Please filter the entries and return only the lines that include "base".
/---
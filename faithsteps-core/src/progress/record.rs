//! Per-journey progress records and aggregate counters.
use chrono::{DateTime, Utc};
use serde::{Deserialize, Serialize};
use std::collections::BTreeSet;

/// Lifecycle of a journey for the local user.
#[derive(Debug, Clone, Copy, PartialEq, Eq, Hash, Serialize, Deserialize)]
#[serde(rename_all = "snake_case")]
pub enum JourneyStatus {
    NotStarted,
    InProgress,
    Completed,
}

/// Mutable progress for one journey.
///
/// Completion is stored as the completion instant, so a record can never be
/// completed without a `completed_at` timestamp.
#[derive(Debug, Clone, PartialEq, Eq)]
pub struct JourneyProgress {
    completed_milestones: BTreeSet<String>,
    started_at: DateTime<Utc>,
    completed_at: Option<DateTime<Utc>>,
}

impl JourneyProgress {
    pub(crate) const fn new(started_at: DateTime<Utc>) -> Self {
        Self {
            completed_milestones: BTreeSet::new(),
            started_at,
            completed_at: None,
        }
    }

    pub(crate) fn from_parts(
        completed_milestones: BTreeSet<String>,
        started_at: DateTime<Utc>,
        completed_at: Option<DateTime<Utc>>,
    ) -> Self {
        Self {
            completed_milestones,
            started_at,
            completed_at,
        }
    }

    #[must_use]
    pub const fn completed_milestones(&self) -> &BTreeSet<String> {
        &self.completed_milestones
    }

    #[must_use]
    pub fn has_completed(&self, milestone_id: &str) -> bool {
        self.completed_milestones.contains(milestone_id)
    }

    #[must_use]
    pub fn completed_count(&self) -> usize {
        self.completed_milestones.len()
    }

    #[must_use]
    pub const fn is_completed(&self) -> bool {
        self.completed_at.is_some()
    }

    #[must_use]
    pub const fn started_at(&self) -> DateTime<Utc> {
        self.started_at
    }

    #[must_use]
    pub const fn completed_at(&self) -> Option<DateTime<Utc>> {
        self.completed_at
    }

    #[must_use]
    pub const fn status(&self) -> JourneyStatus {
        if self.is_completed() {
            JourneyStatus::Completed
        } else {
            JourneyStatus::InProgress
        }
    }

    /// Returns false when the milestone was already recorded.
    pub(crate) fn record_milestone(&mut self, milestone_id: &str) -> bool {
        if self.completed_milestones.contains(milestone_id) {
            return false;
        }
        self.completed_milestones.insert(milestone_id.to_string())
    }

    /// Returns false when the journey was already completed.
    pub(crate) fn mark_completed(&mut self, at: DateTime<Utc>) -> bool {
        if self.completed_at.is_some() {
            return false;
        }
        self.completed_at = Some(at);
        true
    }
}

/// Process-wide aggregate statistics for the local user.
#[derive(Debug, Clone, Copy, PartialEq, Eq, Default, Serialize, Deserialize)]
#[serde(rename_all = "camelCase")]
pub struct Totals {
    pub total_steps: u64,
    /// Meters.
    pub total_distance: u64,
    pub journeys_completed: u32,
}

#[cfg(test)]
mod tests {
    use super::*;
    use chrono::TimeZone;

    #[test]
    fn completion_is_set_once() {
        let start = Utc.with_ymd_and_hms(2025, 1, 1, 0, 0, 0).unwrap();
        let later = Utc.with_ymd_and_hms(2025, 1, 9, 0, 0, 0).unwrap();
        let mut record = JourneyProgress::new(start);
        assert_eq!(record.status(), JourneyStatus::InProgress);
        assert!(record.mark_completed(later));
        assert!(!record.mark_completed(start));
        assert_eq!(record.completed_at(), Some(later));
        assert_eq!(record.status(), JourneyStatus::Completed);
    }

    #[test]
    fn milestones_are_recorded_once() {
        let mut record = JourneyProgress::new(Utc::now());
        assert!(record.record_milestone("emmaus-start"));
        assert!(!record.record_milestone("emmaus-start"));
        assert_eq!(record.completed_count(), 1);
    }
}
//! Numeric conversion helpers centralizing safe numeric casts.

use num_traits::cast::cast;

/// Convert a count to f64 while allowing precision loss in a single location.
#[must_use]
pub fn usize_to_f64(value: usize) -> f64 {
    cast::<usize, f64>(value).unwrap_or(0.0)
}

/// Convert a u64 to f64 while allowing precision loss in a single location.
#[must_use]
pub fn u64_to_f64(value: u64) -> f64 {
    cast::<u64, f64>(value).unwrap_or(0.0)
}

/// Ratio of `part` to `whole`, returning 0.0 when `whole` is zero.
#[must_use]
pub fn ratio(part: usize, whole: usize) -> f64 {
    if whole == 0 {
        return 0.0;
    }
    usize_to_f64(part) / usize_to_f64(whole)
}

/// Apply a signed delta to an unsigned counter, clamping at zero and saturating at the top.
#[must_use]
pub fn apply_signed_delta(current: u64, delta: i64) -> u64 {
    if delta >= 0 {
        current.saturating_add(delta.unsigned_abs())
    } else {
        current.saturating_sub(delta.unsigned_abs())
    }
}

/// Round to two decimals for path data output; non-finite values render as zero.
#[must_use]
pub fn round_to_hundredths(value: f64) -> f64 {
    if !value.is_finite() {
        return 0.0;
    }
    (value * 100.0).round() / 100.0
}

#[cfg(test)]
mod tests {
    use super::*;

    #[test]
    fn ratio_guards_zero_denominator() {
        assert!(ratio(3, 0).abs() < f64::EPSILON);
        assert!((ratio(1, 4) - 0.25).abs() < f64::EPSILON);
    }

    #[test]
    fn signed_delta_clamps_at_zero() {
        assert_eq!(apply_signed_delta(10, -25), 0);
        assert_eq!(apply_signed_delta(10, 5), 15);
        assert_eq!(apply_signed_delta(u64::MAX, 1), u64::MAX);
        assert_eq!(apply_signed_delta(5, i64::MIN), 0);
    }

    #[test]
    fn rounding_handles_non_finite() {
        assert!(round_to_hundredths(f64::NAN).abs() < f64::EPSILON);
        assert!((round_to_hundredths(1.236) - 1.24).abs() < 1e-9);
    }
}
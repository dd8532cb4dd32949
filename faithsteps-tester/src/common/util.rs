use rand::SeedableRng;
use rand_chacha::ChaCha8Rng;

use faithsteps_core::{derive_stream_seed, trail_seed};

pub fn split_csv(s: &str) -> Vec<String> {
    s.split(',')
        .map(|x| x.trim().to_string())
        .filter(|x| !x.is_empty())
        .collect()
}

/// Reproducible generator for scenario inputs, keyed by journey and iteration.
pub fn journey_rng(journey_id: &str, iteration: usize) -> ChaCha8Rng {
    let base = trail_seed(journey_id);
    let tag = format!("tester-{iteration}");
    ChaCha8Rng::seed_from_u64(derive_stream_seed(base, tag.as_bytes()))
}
\---
RESULT OF THE EXERCISE —
    let base = trail_seed(journey_id);
    ChaCha8Rng::seed_from_u64(derive_stream_seed(base, tag.as_bytes()))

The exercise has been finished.